» Exercise details:
Within the records below, reproduce without change the lines from the line that has "pub mod station;" through the line that has "use tracing::debug;", and only those.

» Dataset entries:

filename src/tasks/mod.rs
pub mod motion;
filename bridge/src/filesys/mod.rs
//! Filesystem helpers

pub mod dir;
pub mod file;
//! Domain records

pub mod device;
pub mod station;
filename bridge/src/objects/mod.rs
//! Home-automation object graph seam
//!
//! Paths are `Object.property` or `Object.method`. The bridge only calls into the
//! graph; what a property write or method call means is up to the host.

use std::collections::{BTreeMap, BTreeSet};

use async_trait::async_trait;
use serde_json::Value;
use tokio::sync::RwLock;
use tracing::debug;

/// Object graph collaborator
#[async_trait]
pub trait ObjectGraph: Send + Sync {
    async fn get_property(&self, path: &str) -> Option<Value>;

    async fn set_property(&self, path: &str, value: Value, source: &str);

    async fn call_method(&self, path: &str, params: Value, source: &str);

    /// Subscribe `source` to changes of `object.property`
    async fn set_link(&self, object: &str, property: &str, source: &str);

    async fn remove_link(&self, object: &str, property: &str, source: &str);
}

#[derive(Debug, Default)]
struct GraphData {
    properties: BTreeMap<String, Value>,
    links: BTreeSet<(String, String, String)>,
}

/// In-memory object graph
///
/// Used when the bridge runs standalone; it holds the latest property values
/// and the links, and only logs method calls.
#[derive(Debug, Default)]
pub struct MemoryObjectGraph {
    data: RwLock<GraphData>,
}

impl MemoryObjectGraph {
    pub fn new() -> Self {
        Self::default()
    }

    pub async fn is_linked(&self, object: &str, property: &str) -> bool {
        self.data
            .read()
            .await
            .links
            .iter()
            .any(|(o, p, _)| o == object && p == property)
    }
}

#[async_trait]
impl ObjectGraph for MemoryObjectGraph {
    async fn get_property(&self, path: &str) -> Option<Value> {
        self.data.read().await.properties.get(path).cloned()
    }

    async fn set_property(&self, path: &str, value: Value, source: &str) {
        debug!("setProperty {} = {} ({})", path, value, source);
        self.data
            .write()
            .await
            .properties
            .insert(path.to_string(), value);
    }

    async fn call_method(&self, path: &str, params: Value, source: &str) {
        debug!("callMethod {} {} ({})", path, params, source);
    }

    async fn set_link(&self, object: &str, property: &str, source: &str) {
        self.data.write().await.links.insert((
            object.to_string(),
            property.to_string(),
            source.to_string(),
        ));
    }

    async fn remove_link(&self, object: &str, property: &str, source: &str) {
        self.data.write().await.links.remove(&(
            object.to_string(),
            property.to_string(),
            source.to_string(),
        ));
    }
}
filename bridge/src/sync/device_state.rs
//! Device state synchronization
//!
//! Each due device is polled on its own; its capabilities and sensor properties
//! are diffed against the stored values and every change is written to the
//! store, pushed to the linked object property and announced to the linked
//! method. Polls of different devices run concurrently, a device is never
//! polled twice at the same time.

use std::collections::HashSet;
use std::sync::atomic::{AtomicUsize, Ordering};
use std::sync::{Arc, Mutex};

use futures::stream::{self, StreamExt};
use serde_json::{json, Value};
use tracing::{debug, error, warn};

use crate::errors::BridgeError;
use crate::http::client::QuasarClient;
use crate::http::devices::{
    InstanceParameters, InstanceState, ReportedCapability, ReportedProperty,
};
use crate::models::device::{Device, ON_OFF};
use crate::notify::Notifier;
use crate::objects::ObjectGraph;
use crate::store::{CapabilityPatch, DataStore, DevicePatch};
use crate::utils::{stringify, Clock};

/// Stored when a capability reports no value
pub const UNKNOWN_VALUE: &str = "?";

/// Device state sync options
#[derive(Debug, Clone)]
pub struct Options {
    /// Refresh period for devices without their own, in seconds
    pub default_period: u64,

    /// Upper bound on devices polled at once
    pub max_concurrent: usize,

    /// Source tag for object graph writes
    pub module_name: String,
}

impl Default for Options {
    fn default() -> Self {
        Self {
            default_period: 60,
            max_concurrent: 8,
            module_name: "YandexDevices".to_string(),
        }
    }
}

/// What happened to a single device
#[derive(Debug, Clone, PartialEq, Eq)]
pub enum DeviceSyncOutcome {
    /// Polled; `changed` records were updated
    Synced { changed: usize },

    /// Another poll of this device is running
    Busy,

    /// The local record is gone
    Missing,

    /// The cloud returned nothing usable
    Unavailable,
}

/// Summary of one coordinator cycle
#[derive(Debug, Clone, Default, PartialEq, Eq)]
pub struct CycleReport {
    pub due: usize,
    pub synced: usize,
    pub failed: usize,
}

/// Removes a device from the in-flight set when the poll ends
struct InFlight<'a> {
    set: &'a Mutex<HashSet<i64>>,
    id: i64,
}

impl Drop for InFlight<'_> {
    fn drop(&mut self) {
        self.set
            .lock()
            .unwrap_or_else(|e| e.into_inner())
            .remove(&self.id);
    }
}

/// Device state syncer
pub struct DeviceStateSyncer {
    client: Arc<QuasarClient>,
    store: Arc<dyn DataStore>,
    graph: Arc<dyn ObjectGraph>,
    notifier: Notifier,
    clock: Arc<dyn Clock>,
    options: Options,
    in_flight: Mutex<HashSet<i64>>,
}

impl DeviceStateSyncer {
    pub fn new(
        client: Arc<QuasarClient>,
        store: Arc<dyn DataStore>,
        graph: Arc<dyn ObjectGraph>,
        notifier: Notifier,
        clock: Arc<dyn Clock>,
        options: Options,
    ) -> Self {
        Self {
            client,
            store,
            graph,
            notifier,
            clock,
            options,
            in_flight: Mutex::new(HashSet::new()),
        }
    }

    /// Poll every due device and wait for all of them
    pub async fn refresh_devices_data(&self) -> Result<CycleReport, BridgeError> {
        debug!("Begin get data devices");

        let now = self.clock.now();
        let due: Vec<Device> = self
            .store
            .devices()
            .await?
            .into_iter()
            .filter(|d| d.is_due(self.options.default_period, now))
            .collect();

        let synced = AtomicUsize::new(0);
        let failed = AtomicUsize::new(0);
        let report_due = due.len();

        stream::iter(due)
            .for_each_concurrent(self.options.max_concurrent.max(1), |device| {
                let synced = &synced;
                let failed = &failed;
                async move {
                    match self.refresh_device_data(device.id).await {
                        Ok(DeviceSyncOutcome::Synced { .. }) => {
                            synced.fetch_add(1, Ordering::Relaxed);
                        }
                        Ok(outcome) => {
                            debug!("Device {} not synced: {:?}", device.title, outcome);
                        }
                        Err(e) => {
                            failed.fetch_add(1, Ordering::Relaxed);
                            error!("Device {} sync failed: {}", device.title, e);
                        }
                    }
                }
            })
            .await;

        debug!("End get data devices");
        Ok(CycleReport {
            due: report_due,
            synced: synced.into_inner(),
            failed: failed.into_inner(),
        })
    }

    /// Poll one device and reconcile its state
    pub async fn refresh_device_data(&self, id: i64) -> Result<DeviceSyncOutcome, BridgeError> {
        let Some(_guard) = self.enter(id) else {
            return Ok(DeviceSyncOutcome::Busy);
        };

        let Some(device) = self.store.device(id).await? else {
            return Ok(DeviceSyncOutcome::Missing);
        };
        debug!("Begin get data device - {}", device.title);

        let Some(detail) = self.client.device_detail(&device.iot_id).await else {
            debug!("No usable detail for device {}", device.title);
            return Ok(DeviceSyncOutcome::Unavailable);
        };

        let device_state = i32::from(detail.is_online());
        let mut changed = 0;

        for capability in &detail.capabilities {
            let title = capability_title(capability);
            let value = capability_value(capability);
            if self
                .observe(&device, &title, Some(value), device_state, true)
                .await?
            {
                changed += 1;
            }
        }

        let online = online_property(device_state);
        for property in detail.properties.iter().chain(std::iter::once(&online)) {
            let Some(title) = property_title(property) else {
                warn!(
                    "Property {} of {} has no instance, skipped",
                    property.kind, device.title
                );
                continue;
            };
            let value = property.state.as_ref().and_then(|s| s.value.clone());
            if self
                .observe(&device, &title, value, device_state, false)
                .await?
            {
                changed += 1;
            }
        }

        let device = self
            .store
            .patch_device(device.id, DevicePatch::touched(self.clock.now()))
            .await?;
        self.notifier.device_updated(&device);
        debug!("End get data device - {} ({} changed)", device.title, changed);

        Ok(DeviceSyncOutcome::Synced { changed })
    }

    fn enter(&self, id: i64) -> Option<InFlight<'_>> {
        let mut set = self.in_flight.lock().unwrap_or_else(|e| e.into_inner());
        if !set.insert(id) {
            return None;
        }
        Some(InFlight {
            set: &self.in_flight,
            id,
        })
    }

    /// Record one observed value; returns whether it differed from the stored one.
    ///
    /// With `skip_same_property` the linked property is left alone when the graph
    /// already holds the new value.
    async fn observe(
        &self,
        device: &Device,
        title: &str,
        new_value: Option<Value>,
        device_state: i32,
        skip_same_property: bool,
    ) -> Result<bool, BridgeError> {
        let record = self
            .store
            .get_or_create_capability(device.id, title)
            .await?;

        let new_str = new_value.as_ref().map(stringify);
        if new_str == record.value {
            return Ok(false);
        }
        let old_value = record.value.clone();
        let module = self.options.module_name.as_str();

        if let Some(path) = record.linked_property_path() {
            let current = if skip_same_property {
                self.graph.get_property(&path).await.map(|v| stringify(&v))
            } else {
                None
            };
            if !skip_same_property || current != new_str {
                self.graph
                    .set_property(&path, new_value.clone().unwrap_or(Value::Null), module)
                    .await;
            }
        }

        let now = self.clock.now();
        let record = self
            .store
            .patch_capability(record.id, CapabilityPatch::observed(new_str, now))
            .await?;

        if let Some(path) = record.linked_method_path() {
            let params = json!({
                "NEW_VALUE": new_value,
                "OLD_VALUE": old_value,
                "DEVICE_STATE": device_state,
                "UPDATED": now.to_rfc3339(),
                "MODULE": module,
            });
            self.graph.call_method(&path, params, module).await;
        }

        Ok(true)
    }
}

/// Stable key of a capability: the type for on/off, otherwise `type.instance`
pub fn capability_title(capability: &ReportedCapability) -> String {
    if capability.kind == ON_OFF {
        return capability.kind.clone();
    }
    let instance = capability
        .state
        .as_ref()
        .and_then(|s| s.instance.as_deref())
        .filter(|i| !i.is_empty())
        .or_else(|| {
            capability
                .parameters
                .as_ref()
                .and_then(|p| p.instance.as_deref())
                .filter(|i| !i.is_empty())
        })
        .unwrap_or("unknown");
    format!("{}.{}", capability.kind, instance)
}

/// Normalized capability value: booleans as 0/1, colors and scenes by id
pub fn capability_value(capability: &ReportedCapability) -> Value {
    let state = capability.state.as_ref();
    let instance = state.and_then(|s| s.instance.as_deref());
    let value = state.and_then(|s| s.value.as_ref());

    match value {
        Some(Value::Bool(on)) => json!(i32::from(*on)),
        _ if matches!(instance, Some("color") | Some("scene")) => value
            .and_then(|v| v.get("id"))
            .cloned()
            .unwrap_or_else(|| json!(UNKNOWN_VALUE)),
        Some(v) if !v.is_null() => v.clone(),
        _ => json!(UNKNOWN_VALUE),
    }
}

/// Stable key of a sensor property: `type.instance`
pub fn property_title(property: &ReportedProperty) -> Option<String> {
    let instance = property
        .parameters
        .as_ref()
        .and_then(|p| p.instance.as_deref())
        .filter(|i| !i.is_empty())?;
    Some(format!("{}.{}", property.kind, instance))
}

fn online_property(device_state: i32) -> ReportedProperty {
    ReportedProperty {
        kind: "devices".to_string(),
        state: Some(InstanceState {
            instance: None,
            value: Some(json!(device_state)),
        }),
        parameters: Some(InstanceParameters {
            instance: Some("online".to_string()),
        }),
    }
}
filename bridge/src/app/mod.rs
//! Application lifecycle

pub mod options;
pub mod run;
pub mod state;
//! Build script for yadevices
//! Stamps the binary with git revision and build time

use std::process::Command;

use chrono::Utc;

fn git_describe() -> Option<String> {
    let output = Command::new("git")
        .args(["describe", "--always", "--dirty"])
        .output()
        .ok()?;
    if !output.status.success() {
        return None;
    }
    String::from_utf8(output.stdout)
        .ok()
        .map(|s| s.trim().to_string())
}

fn main() {
    let git_hash = git_describe().unwrap_or_else(|| "unknown".to_string());
    let build_time = Utc::now().format("%Y-%m-%d %H:%M:%S UTC").to_string();

    println!("cargo:rustc-env=GIT_HASH={git_hash}");
    println!("cargo:rustc-env=BUILD_TIME={build_time}");
    println!("cargo:rerun-if-changed=.git/HEAD");
    println!("cargo:rerun-if-changed=build.rs");
}
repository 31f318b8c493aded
//! Station and scenario synchronization

use std::collections::HashMap;
use std::sync::Arc;

use tracing::{error, info, warn};

use crate::codec;
use crate::errors::BridgeError;
use crate::http::client::QuasarClient;
use crate::http::scenarios::{ScenarioPayload, PHRASE_ACTION};
use crate::store::{DataStore, StationPatch};
use crate::utils::Clock;

/// Phrase of the placeholder scenario; it is rewritten before every use
pub const MARKER_PHRASE: &str = "Сценарий для osysHome. НЕ УДАЛЯТЬ!";

/// Summary of one scenario pass
#[derive(Debug, Clone, Default, PartialEq, Eq)]
pub struct ScenarioReport {
    pub created: usize,
    pub adopted: usize,
    pub failed: usize,
}

/// Keeps station records and their cloud scenarios in step
pub struct StationSyncer {
    client: Arc<QuasarClient>,
    store: Arc<dyn DataStore>,
    clock: Arc<dyn Clock>,
}

impl StationSyncer {
    pub fn new(client: Arc<QuasarClient>, store: Arc<dyn DataStore>, clock: Arc<dyn Clock>) -> Self {
        Self {
            client,
            store,
            clock,
        }
    }

    /// Upsert stations from the online stats listing, then provision scenarios
    pub async fn refresh_stations(&self) -> Result<ScenarioReport, BridgeError> {
        let Some(stats) = self.client.online_stats().await else {
            error!("Station listing unavailable");
            return Err(BridgeError::SyncError("station listing unavailable".to_string()));
        };

        for item in &stats.items {
            let station = self.store.get_or_create_station(&item.id).await?;
            let patch = StationPatch {
                title: Some(item.name.clone()),
                icon: Some(item.icon.clone()),
                platform: Some(item.platform.clone()),
                screen_capable: Some(item.screen_capable),
                screen_present: Some(item.screen_present),
                online: Some(item.online),
                updated: Some(self.clock.now()),
                ..Default::default()
            };
            self.store.patch_station(station.id, patch).await?;
        }
        info!("Refreshed {} stations", stats.items.len());

        self.add_scenarios().await
    }

    /// Make sure every station with a smart-home id has a scenario
    pub async fn add_scenarios(&self) -> Result<ScenarioReport, BridgeError> {
        let existing: HashMap<String, String> = match self.client.list_scenarios().await {
            Some(list) => list
                .scenarios
                .into_iter()
                .map(|s| (codec::decode(&s.name).to_lowercase(), s.id))
                .collect(),
            None => {
                warn!("Scenario list unavailable, scenario sync skipped");
                return Err(BridgeError::SyncError("scenario list unavailable".to_string()));
            }
        };

        let mut report = ScenarioReport::default();
        for station in self.store.stations().await? {
            let Some(iot_id) = station.iot_id.clone().filter(|id| !id.is_empty()) else {
                continue;
            };

            if let Some(scenario_id) = existing.get(&iot_id.to_lowercase()) {
                self.store
                    .patch_station(station.id, scenario_patch(Some(scenario_id.clone())))
                    .await?;
                report.adopted += 1;
                continue;
            }

            let payload = ScenarioPayload::for_station(&iot_id, PHRASE_ACTION, MARKER_PHRASE);
            match self.client.create_scenario(&payload).await {
                Some(created) if created.status.as_deref() == Some("ok") => {
                    info!("Created scenario for station {}", station.title);
                    self.store
                        .patch_station(station.id, scenario_patch(created.scenario_id))
                        .await?;
                    report.created += 1;
                }
                other => {
                    error!(
                        "Failed to create scenario for station {}: {:?}",
                        station.title, other
                    );
                    report.failed += 1;
                }
            }
        }

        Ok(report)
    }
}

fn scenario_patch(scenario_id: Option<String>) -> StationPatch {
    StationPatch {
        tts_scenario: Some(scenario_id),
        ..Default::default()
    }
}
//! Scenario name transliteration
//!
//! Scenario names must look like words to pass the cloud's validation, so a
//! station's hex-and-dash id is spelled with Cyrillic letters behind a fixed
//! marker. Characters outside the alphabet pass through unchanged.

const SOURCE: [char; 17] = [
    '0', '1', '2', '3', '4', '5', '6', '7', '8', '9', 'a', 'b', 'c', 'd', 'e', 'f', '-',
];

const TARGET: [char; 17] = [
    'о', 'е', 'а', 'и', 'н', 'т', 'с', 'р', 'в', 'л', 'к', 'м', 'д', 'п', 'у', 'я', 'ы',
];

/// Marker prepended to every encoded name
pub const NAME_PREFIX: &str = "осис ";

fn translate(c: char, from: &[char; 17], to: &[char; 17]) -> char {
    from.iter()
        .position(|&f| f == c)
        .map_or(c, |i| to[i])
}

/// Encode an id into a scenario name
pub fn encode(id: &str) -> String {
    let mut name = String::from(NAME_PREFIX);
    name.extend(id.to_lowercase().chars().map(|c| translate(c, &SOURCE, &TARGET)));
    name
}

/// The encoded id without the marker, used as the voice trigger phrase
pub fn encode_phrase(id: &str) -> String {
    strip_prefix(&encode(id)).to_string()
}

/// Decode a scenario name back into an id
///
/// The first five characters are dropped whatever they are.
pub fn decode(name: &str) -> String {
    strip_prefix(name)
        .chars()
        .map(|c| translate(c, &TARGET, &SOURCE))
        .collect()
}

fn strip_prefix(name: &str) -> &str {
    let prefix_len = NAME_PREFIX.chars().count();
    match name.char_indices().nth(prefix_len) {
        Some((offset, _)) => &name[offset..],
        None => "",
    }
}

» Output below:
pub mod station;
filename bridge/src/objects/mod.rs
//! Home-automation object graph seam
//!
//! Paths are `Object.property` or `Object.method`. The bridge only calls into the
//! graph; what a property write or method call means is up to the host.

use std::collections::{BTreeMap, BTreeSet};

use async_trait::async_trait;
use serde_json::Value;
use tokio::sync::RwLock;
use tracing::debug;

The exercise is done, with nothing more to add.